Classroom Assessment Techniques. OIRA holds an annual workshop for new faculty on some formative classroom assessment techniques that can help faculty gain useful feedback to make changes in their courses.

Designing Purposeful and Integrative Learning. This assignment design worksheet helps faculty design purposeful and integrative learning experiences that are connected to learning outcomes.

Group Instructional Feedback Technique Focus Groups.

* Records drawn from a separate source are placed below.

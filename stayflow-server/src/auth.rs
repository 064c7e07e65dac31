use axum::{
    async_trait,
    extract::{FromRef, FromRequestParts, State},
    http::{header, request::Parts, StatusCode},
    routing::{delete, get, patch, post},
    Json,
};
use stayflow_collab::{
    Credentials, NewPlainUser, SessionData, UpdatedUser, UserData, UserRole,
};

use crate::{
    errors::ServerResult,
    schemas::{LoginSchema, RegisterSchema, UpdateProfileSchema, ValidatedJson},
    serialized::{LoginResult, ToSerialized, User},
    Router, ServerContext,
};

/// Wraps [SessionData] so [FromRequestParts] can be implemented for it
pub struct Session(SessionData);

impl Session {
    /// Returns the user of the session
    pub fn user(&self) -> &UserData {
        &self.0.user
    }

    pub fn token(&self) -> &str {
        &self.0.token
    }
}

#[async_trait]
impl<S> FromRequestParts<S> for Session
where
    ServerContext: FromRef<S>,
    S: Send + Sync,
{
    type Rejection = (StatusCode, &'static str);

    async fn from_request_parts(parts: &mut Parts, state: &S) -> Result<Self, Self::Rejection> {
        let context = ServerContext::from_ref(state);

        let token = parts
            .headers
            .get(header::AUTHORIZATION)
            .and_then(|x| x.to_str().ok())
            .ok_or((StatusCode::UNAUTHORIZED, "Missing authorization"))?;

        let parts: Vec<_> = token.split_ascii_whitespace().collect();

        if parts.first() != Some(&"Bearer") {
            return Err((StatusCode::BAD_REQUEST, "Authorization must be Bearer"));
        }

        let token = parts.last().cloned().unwrap_or_default();

        let session = context
            .stayflow
            .auth
            .session(token)
            .await
            .map_err(|_| (StatusCode::UNAUTHORIZED, "Session does not exist"))?;

        Ok(Self(session))
    }
}

#[utoipa::path(
    post,
    path = "/v1/auth/register",
    tag = "auth",
    request_body = RegisterSchema,
    responses(
        (status = 200, body = User),
        (status = 409, description = "Email or name is already taken")
    )
)]
async fn register(
    State(context): State<ServerContext>,
    ValidatedJson(body): ValidatedJson<RegisterSchema>,
) -> ServerResult<Json<User>> {
    let role = body
        .role
        .as_deref()
        .map(UserRole::from_str)
        .unwrap_or(UserRole::Guest);

    let user = context
        .stayflow
        .auth
        .register(NewPlainUser {
            email: body.email,
            name: body.name,
            password: body.password,
            role,
        })
        .await?;

    Ok(Json(user.to_serialized()))
}

#[utoipa::path(
    post,
    path = "/v1/auth/login",
    tag = "auth",
    request_body = LoginSchema,
    responses(
        (status = 200, body = LoginResult),
        (status = 401, description = "Invalid credentials")
    )
)]
async fn login(
    State(context): State<ServerContext>,
    ValidatedJson(body): ValidatedJson<LoginSchema>,
) -> ServerResult<Json<LoginResult>> {
    let session = context
        .stayflow
        .auth
        .login(Credentials {
            email: body.email,
            password: body.password,
        })
        .await?;

    Ok(Json(session.to_serialized()))
}

#[utoipa::path(
    delete,
    path = "/v1/auth",
    tag = "auth",
    security(
        ("BearerAuth" = [])
    ),
    responses(
        (status = 200, description = "Session was deleted")
    )
)]
async fn logout(session: Session, State(context): State<ServerContext>) -> ServerResult<()> {
    context.stayflow.auth.logout(session.token()).await?;
    Ok(())
}

#[utoipa::path(
    get,
    path = "/v1/auth/user",
    tag = "auth",
    security(
        ("BearerAuth" = [])
    ),
    responses(
        (status = 200, body = User)
    )
)]
async fn user(session: Session) -> Json<User> {
    Json(session.user().to_serialized())
}

#[utoipa::path(
    patch,
    path = "/v1/auth/user",
    tag = "auth",
    request_body = UpdateProfileSchema,
    security(
        ("BearerAuth" = [])
    ),
    responses(
        (status = 200, body = User)
    )
)]
async fn update_user(
    session: Session,
    State(context): State<ServerContext>,
    ValidatedJson(body): ValidatedJson<UpdateProfileSchema>,
) -> ServerResult<Json<User>> {
    let user = context
        .stayflow
        .auth
        .update_user(UpdatedUser {
            id: session.user().id,
            name: body.name,
            email: body.email,
            password: body.password,
            avatar: body.avatar,
        })
        .await?;

    Ok(Json(user.to_serialized()))
}

pub fn router() -> Router {
    Router::new()
        .route("/register", post(register))
        .route("/login", post(login))
        .route("/", delete(logout))
        .route("/user", get(user))
        .route("/user", patch(update_user))
}
use std::{
    env,
    net::{Ipv6Addr, SocketAddr},
};

use axum::routing::get;
use tokio::net::TcpListener;
use tower_http::cors::{Any, CorsLayer};

mod auth;
mod bookings;
mod context;
mod docs;
mod errors;
mod friends;
mod listings;
mod logging;
mod notifications;
mod reviews;
mod schemas;
mod serialized;

pub use context::ServerContext;
pub use logging::init_logger;

/// The default port the server will listen on.
pub const DEFAULT_PORT: u16 = 9050;

pub type Router = axum::Router<ServerContext>;

#[derive(Debug, thiserror::Error)]
pub enum ServeError {
    #[error("Port must be a number")]
    InvalidPort,
    #[error("Could not listen on {0}: {1}")]
    Bind(SocketAddr, std::io::Error),
    #[error("Server stopped unexpectedly: {0}")]
    Serve(std::io::Error),
}

/// Starts the StayFlow server
pub async fn run_server(context: ServerContext) -> Result<(), ServeError> {
    let port = match env::var("STAYFLOW_SERVER_PORT") {
        Ok(raw) => raw.parse::<u16>().map_err(|_| ServeError::InvalidPort)?,
        Err(_) => DEFAULT_PORT,
    };

    let addr: SocketAddr = (Ipv6Addr::UNSPECIFIED, port).into();

    let cors = CorsLayer::new()
        .allow_origin(Any)
        .allow_methods(Any)
        .allow_headers(Any);

    let version_one_router = Router::new()
        .nest("/auth", auth::router())
        .nest("/listings", listings::router())
        .nest("/hosts", listings::hosts_router())
        .nest("/favorites", listings::favorites_router())
        .nest("/bookings", bookings::router())
        .nest("/reviews", reviews::router())
        .nest("/notifications", notifications::router())
        .nest("/friends", friends::router());

    let root_router = Router::new()
        .nest("/v1", version_one_router)
        .route("/api.json", get(docs::docs))
        .layer(cors)
        .with_state(context);

    let listener = TcpListener::bind(&addr)
        .await
        .map_err(|e| ServeError::Bind(addr, e))?;

    log::info!("Listening on {}", addr);

    axum::serve(listener, root_router.into_make_service())
        .await
        .map_err(ServeError::Serve)
}
use axum::{
    extract::{Path, State},
    routing::{get, post},
    Json,
};
use stayflow_collab::BookingRequest;

use crate::{
    auth::Session,
    errors::{ServerError, ServerResult},
    schemas::{NewBookingSchema, ValidatedJson},
    serialized::{Booking, ToSerialized},
    Router, ServerContext,
};

#[utoipa::path(
    post,
    path = "/v1/bookings",
    tag = "bookings",
    request_body = NewBookingSchema,
    security(
        ("BearerAuth" = [])
    ),
    responses(
        (status = 200, body = Booking),
        (status = 404, description = "Listing doesn't exist"),
        (status = 409, description = "The requested dates overlap an existing booking")
    )
)]
async fn create_booking(
    session: Session,
    State(context): State<ServerContext>,
    ValidatedJson(body): ValidatedJson<NewBookingSchema>,
) -> ServerResult<Json<Booking>> {
    let booking = context
        .stayflow
        .bookings
        .create(
            BookingRequest {
                listing_id: body.listing_id,
                check_in: body.check_in,
                check_out: body.check_out,
                guests: body.guests,
                total_price: body.total_price,
                is_split_pay: body.is_split_pay.unwrap_or(false),
                invited_emails: body.invited_emails.unwrap_or_default(),
            },
            session.user().id,
        )
        .await?;

    Ok(Json(booking.to_serialized()))
}

#[utoipa::path(
    get,
    path = "/v1/bookings",
    tag = "bookings",
    security(
        ("BearerAuth" = [])
    ),
    responses(
        (status = 200, body = Vec<Booking>, description = "The caller's bookings, most recent check-in first")
    )
)]
async fn my_bookings(
    session: Session,
    State(context): State<ServerContext>,
) -> ServerResult<Json<Vec<Booking>>> {
    let bookings = context
        .stayflow
        .bookings
        .bookings_by_user(session.user().id)
        .await?;

    Ok(Json(bookings.to_serialized()))
}

#[utoipa::path(
    get,
    path = "/v1/bookings/{id}",
    tag = "bookings",
    security(
        ("BearerAuth" = [])
    ),
    responses(
        (status = 200, body = Booking),
        (status = 404, description = "Booking doesn't exist")
    )
)]
async fn booking(
    session: Session,
    State(context): State<ServerContext>,
    Path(booking_id): Path<i32>,
) -> ServerResult<Json<Booking>> {
    let booking = context.stayflow.bookings.booking_by_id(booking_id).await?;

    let is_guest = booking.user_id == session.user().id;
    let is_host = booking.listing.host_id == Some(session.user().id);

    if !is_guest && !is_host {
        return Err(ServerError::NotFound {
            resource: "booking",
            identifier: "id",
        });
    }

    Ok(Json(booking.to_serialized()))
}

pub fn router() -> Router {
    Router::new()
        .route("/", post(create_booking))
        .route("/", get(my_bookings))
        .route("/:id", get(booking))
}
use argon2::{
    password_hash::{Encoding, SaltString},
    Argon2, PasswordHash, PasswordHasher, PasswordVerifier,
};
use chrono::{Duration, Utc};
use rand::rngs::OsRng;
use std::sync::Arc;
use thiserror::Error;

use crate::{
    util::random_string, Database, DatabaseError, NewSession, NewUser, SessionData, UpdatedUser,
    UserData, UserRole,
};

pub struct Auth<Db> {
    db: Arc<Db>,
    argon: Argon2<'static>,
}

#[derive(Debug, Error)]
pub enum AuthError {
    /// Email or password is incorrect
    #[error("Invalid credentials")]
    InvalidCredentials,
    /// Something else went wrong with the database
    #[error(transparent)]
    Db(DatabaseError),
    #[error("HashError: {0}")]
    HashError(String),
}

impl<Db> Auth<Db>
where
    Db: Database,
{
    const SESSION_DURATION_IN_DAYS: usize = 7;

    pub fn new(db: &Arc<Db>) -> Self {
        Self {
            db: db.clone(),
            argon: Argon2::default(),
        }
    }

    /// Logs in a user, returning a new session
    pub async fn login(&self, credentials: Credentials) -> Result<SessionData, AuthError> {
        self.clear_expired().await;

        let user = self
            .db
            .user_by_email(&credentials.email)
            .await
            .map_err(|e| match e {
                DatabaseError::NotFound { .. } => AuthError::InvalidCredentials,
                err => AuthError::Db(err),
            })?;

        let stored_password = PasswordHash::parse(&user.password, Encoding::default())
            .map_err(|e| AuthError::HashError(e.to_string()))?;

        self.argon
            .verify_password(credentials.password.as_bytes(), &stored_password)
            .map_err(|_| AuthError::InvalidCredentials)?;

        let expires_at = Utc::now() + Duration::days(Self::SESSION_DURATION_IN_DAYS as i64);

        let new_session = NewSession {
            token: random_string(32),
            user_id: user.id,
            expires_at,
        };

        let new_session = self
            .db
            .create_session(new_session)
            .await
            .map_err(AuthError::Db)?;

        Ok(new_session)
    }

    /// Deletes the associated session, if it exists
    pub async fn logout(&self, token: &str) -> Result<(), DatabaseError> {
        self.db.delete_session_by_token(token).await
    }

    /// Creates an account with a hashed password
    pub async fn register(&self, new_user: NewPlainUser) -> Result<UserData, AuthError> {
        let salt = SaltString::generate(&mut OsRng);
        let hashed_password = self
            .argon
            .hash_password(new_user.password.as_bytes(), &salt)
            .map_err(|e| AuthError::HashError(e.to_string()))?
            .to_string();

        self.db
            .create_user(NewUser {
                email: new_user.email,
                name: new_user.name,
                password: hashed_password,
                role: new_user.role,
            })
            .await
            .map_err(AuthError::Db)
    }

    /// Updates a user's profile. A new password is hashed before storage.
    pub async fn update_user(&self, mut updated_user: UpdatedUser) -> Result<UserData, AuthError> {
        if let Some(password) = updated_user.password.take() {
            let salt = SaltString::generate(&mut OsRng);
            let hashed = self
                .argon
                .hash_password(password.as_bytes(), &salt)
                .map_err(|e| AuthError::HashError(e.to_string()))?
                .to_string();

            updated_user.password = Some(hashed);
        }

        self.db.update_user(updated_user).await.map_err(AuthError::Db)
    }

    /// Returns a session if it exists
    pub async fn session(&self, token: &str) -> Result<SessionData, DatabaseError> {
        self.db.session_by_token(token).await
    }

    async fn clear_expired(&self) {
        if let Err(e) = self.db.clear_expired_sessions().await {
            log::warn!("Failed to clear expired sessions: {e}");
        }
    }
}

#[derive(Debug)]
pub struct Credentials {
    pub email: String,
    pub password: String,
}

#[derive(Debug)]
pub struct NewPlainUser {
    pub email: String,
    pub name: String,
    pub password: String,
    pub role: UserRole,
}

#[cfg(test)]
mod test {
    use super::*;
    use crate::MemoryDatabase;

    fn auth() -> (Arc<MemoryDatabase>, Auth<MemoryDatabase>) {
        let db = Arc::new(MemoryDatabase::default());
        let auth = Auth::new(&db);

        (db, auth)
    }

    #[tokio::test]
    async fn register_then_login_round_trips() {
        let (_db, auth) = auth();

        let user = auth
            .register(NewPlainUser {
                email: "guest@example.com".to_string(),
                name: "guest".to_string(),
                password: "hunter2hunter2".to_string(),
                role: UserRole::Guest,
            })
            .await
            .expect("user is registered");

        assert_ne!(user.password, "hunter2hunter2");

        let session = auth
            .login(Credentials {
                email: "guest@example.com".to_string(),
                password: "hunter2hunter2".to_string(),
            })
            .await
            .expect("login succeeds");

        assert_eq!(session.user.id, user.id);

        let looked_up = auth.session(&session.token).await.expect("session exists");
        assert_eq!(looked_up.user.id, user.id);
    }

    #[tokio::test]
    async fn wrong_password_is_rejected() {
        let (_db, auth) = auth();

        auth.register(NewPlainUser {
            email: "guest@example.com".to_string(),
            name: "guest".to_string(),
            password: "correct-password".to_string(),
            role: UserRole::Guest,
        })
        .await
        .expect("user is registered");

        let result = auth
            .login(Credentials {
                email: "guest@example.com".to_string(),
                password: "wrong-password".to_string(),
            })
            .await;

        assert!(matches!(result, Err(AuthError::InvalidCredentials)));
    }

    #[tokio::test]
    async fn logout_invalidates_the_session() {
        let (_db, auth) = auth();

        auth.register(NewPlainUser {
            email: "guest@example.com".to_string(),
            name: "guest".to_string(),
            password: "hunter2hunter2".to_string(),
            role: UserRole::Guest,
        })
        .await
        .expect("user is registered");

        let session = auth
            .login(Credentials {
                email: "guest@example.com".to_string(),
                password: "hunter2hunter2".to_string(),
            })
            .await
            .expect("login succeeds");

        auth.logout(&session.token).await.expect("logout succeeds");
        assert!(auth.session(&session.token).await.is_err());
    }
}
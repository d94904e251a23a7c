//! Resource service: timestamp stamping and not-found handling between
//! the HTTP handlers and the storage accessor. Absence is an `Option` or
//! an empty `Vec` here, never an error.

use crate::error::AppError;
use crate::model::{Student, StudentRecord, StudentRow};
use crate::repository::StudentRepository;
use chrono::Utc;
use std::sync::Arc;

pub struct StudentService {
    repo: Arc<dyn StudentRepository>,
}

impl StudentService {
    pub fn new(repo: Arc<dyn StudentRepository>) -> Self {
        StudentService { repo }
    }

    pub async fn get_all_students(&self) -> Result<Vec<Student>, AppError> {
        self.repo.find_all().await
    }

    pub async fn get_student_by_id(&self, id: i64) -> Result<Option<Student>, AppError> {
        let student = self.repo.find_by_id(id).await?;
        if student.is_none() {
            tracing::info!(id, "student with id doesn't exist");
        }
        Ok(student)
    }

    pub async fn get_student_by_name(&self, name: &str) -> Result<Vec<Student>, AppError> {
        let students = self.repo.find_by_name(name).await?;
        if students.is_empty() {
            tracing::info!(name, "student with name doesn't exist");
        }
        Ok(students)
    }

    pub async fn get_student_by_class(
        &self,
        student_class: i32,
    ) -> Result<Vec<Student>, AppError> {
        let students = self.repo.find_by_student_class(student_class).await?;
        if students.is_empty() {
            tracing::info!(student_class, "no students in class");
        }
        Ok(students)
    }

    /// Persist a new or caller-identified record. Both timestamps are set
    /// to now; anything the caller supplied for them is discarded.
    pub async fn save_student(&self, record: StudentRecord) -> Result<Student, AppError> {
        let now = Utc::now();
        let saved = self.repo.save(StudentRow::from_record(record, now, now)).await?;
        tracing::info!(id = saved.id, "student saved");
        Ok(saved)
    }

    /// Update an existing record by the id on the input. The original
    /// `created_at` is carried over; `updated_at` is refreshed. Returns
    /// `None` when no row exists for that id.
    pub async fn update_student(
        &self,
        record: StudentRecord,
    ) -> Result<Option<Student>, AppError> {
        let id = record
            .id
            .ok_or_else(|| AppError::BadRequest("update requires an id".into()))?;
        let existing = match self.repo.find_by_id(id).await? {
            Some(s) => s,
            None => {
                tracing::error!(id, "student with id doesn't exist");
                return Ok(None);
            }
        };
        let row = StudentRow::from_record(record, existing.created_at, Utc::now());
        let updated = self.repo.save(row).await?;
        tracing::info!(id, "student updated");
        Ok(Some(updated))
    }

    pub async fn delete_student_by_id(&self, id: i64) -> Result<(), AppError> {
        self.repo.delete_by_id(id).await
    }
}

#[cfg(test)]
mod tests {
    use super::*;
    use async_trait::async_trait;
    use std::collections::HashMap;
    use std::sync::Mutex;

    /// In-memory repository standing in for PostgreSQL.
    #[derive(Default)]
    struct InMemoryRepo {
        rows: Mutex<HashMap<i64, Student>>,
        next_id: Mutex<i64>,
    }

    impl InMemoryRepo {
        fn assign_id(&self) -> i64 {
            let mut next = self.next_id.lock().unwrap();
            *next += 1;
            *next
        }
    }

    #[async_trait]
    impl StudentRepository for InMemoryRepo {
        async fn find_all(&self) -> Result<Vec<Student>, AppError> {
            Ok(self.rows.lock().unwrap().values().cloned().collect())
        }

        async fn find_by_id(&self, id: i64) -> Result<Option<Student>, AppError> {
            Ok(self.rows.lock().unwrap().get(&id).cloned())
        }

        async fn find_by_name(&self, name: &str) -> Result<Vec<Student>, AppError> {
            Ok(self
                .rows
                .lock()
                .unwrap()
                .values()
                .filter(|s| s.name == name)
                .cloned()
                .collect())
        }

        async fn find_by_student_class(
            &self,
            student_class: i32,
        ) -> Result<Vec<Student>, AppError> {
            Ok(self
                .rows
                .lock()
                .unwrap()
                .values()
                .filter(|s| s.student_class == student_class)
                .cloned()
                .collect())
        }

        async fn save(&self, row: StudentRow) -> Result<Student, AppError> {
            let id = row.id.unwrap_or_else(|| self.assign_id());
            let student = Student {
                id,
                name: row.name,
                age: row.age,
                address: row.address,
                student_class: row.student_class,
                date_of_birth: row.date_of_birth,
                joining_date: row.joining_date,
                created_at: row.created_at,
                updated_at: row.updated_at,
            };
            self.rows.lock().unwrap().insert(id, student.clone());
            Ok(student)
        }

        async fn delete_by_id(&self, id: i64) -> Result<(), AppError> {
            self.rows.lock().unwrap().remove(&id);
            Ok(())
        }
    }

    fn service() -> StudentService {
        StudentService::new(Arc::new(InMemoryRepo::default()))
    }

    fn record(name: &str, age: i32, student_class: i32) -> StudentRecord {
        StudentRecord {
            id: None,
            name: name.to_string(),
            age,
            address: None,
            student_class,
            date_of_birth: None,
            joining_date: None,
        }
    }

    #[tokio::test]
    async fn save_assigns_id_and_equal_timestamps() {
        let svc = service();
        let saved = svc.save_student(record("Alice", 10, 5)).await.unwrap();
        assert!(saved.id > 0);
        assert_eq!(saved.created_at, saved.updated_at);
    }

    #[tokio::test]
    async fn update_preserves_created_at_and_refreshes_updated_at() {
        let svc = service();
        let saved = svc.save_student(record("Bob", 11, 6)).await.unwrap();

        let mut change = record("Bob", 12, 6);
        change.id = Some(saved.id);
        let updated = svc.update_student(change).await.unwrap().unwrap();

        assert_eq!(updated.created_at, saved.created_at);
        assert!(updated.updated_at >= saved.updated_at);
        assert_eq!(updated.age, 12);
    }

    #[tokio::test]
    async fn update_unknown_id_returns_none_and_leaves_storage_unchanged() {
        let svc = service();
        let saved = svc.save_student(record("Carol", 9, 4)).await.unwrap();

        let mut change = record("Intruder", 99, 1);
        change.id = Some(saved.id + 1000);
        let result = svc.update_student(change).await.unwrap();
        assert!(result.is_none());

        let all = svc.get_all_students().await.unwrap();
        assert_eq!(all, vec![saved]);
    }

    #[tokio::test]
    async fn update_without_id_is_a_bad_request() {
        let svc = service();
        let err = svc.update_student(record("NoId", 1, 1)).await.unwrap_err();
        assert!(matches!(err, AppError::BadRequest(_)));
    }

    #[tokio::test]
    async fn delete_twice_does_not_fault() {
        let svc = service();
        let saved = svc.save_student(record("Dave", 8, 3)).await.unwrap();
        svc.delete_student_by_id(saved.id).await.unwrap();
        svc.delete_student_by_id(saved.id).await.unwrap();
        assert!(svc.get_student_by_id(saved.id).await.unwrap().is_none());
    }

    #[tokio::test]
    async fn get_all_on_empty_storage_is_empty() {
        let svc = service();
        assert!(svc.get_all_students().await.unwrap().is_empty());
    }

    #[tokio::test]
    async fn lookups_miss_as_absent_not_error() {
        let svc = service();
        assert!(svc.get_student_by_id(42).await.unwrap().is_none());
        assert!(svc.get_student_by_name("nobody").await.unwrap().is_empty());
        assert!(svc.get_student_by_class(12).await.unwrap().is_empty());
    }
}
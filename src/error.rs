//! Typed errors and HTTP mapping.

use axum::{
    http::StatusCode,
    response::{IntoResponse, Response},
    Json,
};
use serde::Serialize;
use thiserror::Error;

#[derive(Error, Debug)]
pub enum AppError {
    #[error("not found: {0}")]
    NotFound(String),
    #[error("bad request: {0}")]
    BadRequest(String),
    #[error("database: {0}")]
    Db(#[from] sqlx::Error),
}

#[derive(Serialize)]
pub struct ErrorBody {
    pub error: ErrorDetail,
}

#[derive(Serialize)]
pub struct ErrorDetail {
    pub code: String,
    pub message: String,
}

impl IntoResponse for AppError {
    fn into_response(self) -> Response {
        // Not-found responses carry an empty body; everything else gets the
        // JSON error envelope.
        let (status, code) = match &self {
            AppError::NotFound(_) => return StatusCode::NOT_FOUND.into_response(),
            AppError::BadRequest(_) => (StatusCode::BAD_REQUEST, "bad_request"),
            AppError::Db(sqlx::Error::RowNotFound) => {
                return StatusCode::NOT_FOUND.into_response()
            }
            AppError::Db(_) => (StatusCode::INTERNAL_SERVER_ERROR, "database_error"),
        };
        let body = ErrorBody {
            error: ErrorDetail {
                code: code.to_string(),
                message: self.to_string(),
            },
        };
        (status, Json(body)).into_response()
    }
}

Drake offers faculty an opportunity to focus group their course(s) to either gather information on program-level learning outcomes, or as a course-level formative assessment of teaching and learning. You may reach out to the Center for Teaching Excellence for consultation.

Scholarship of Teaching and Learning (SoTL) is the systematic inquiry into student learning. If you have ever asked yourself, “Why did that assignment work so well?” then you might have the basis for a SoTL project.

SoTL Worksheets General Every May, Drake runs SoTL workshops that help faculty identify and refine a research question, develop a research plan, and identify necessary resources.

SoTL Proposal 2020-21. Faculty may submit their project proposals for guidance throughout the year, as well as a small project stipend.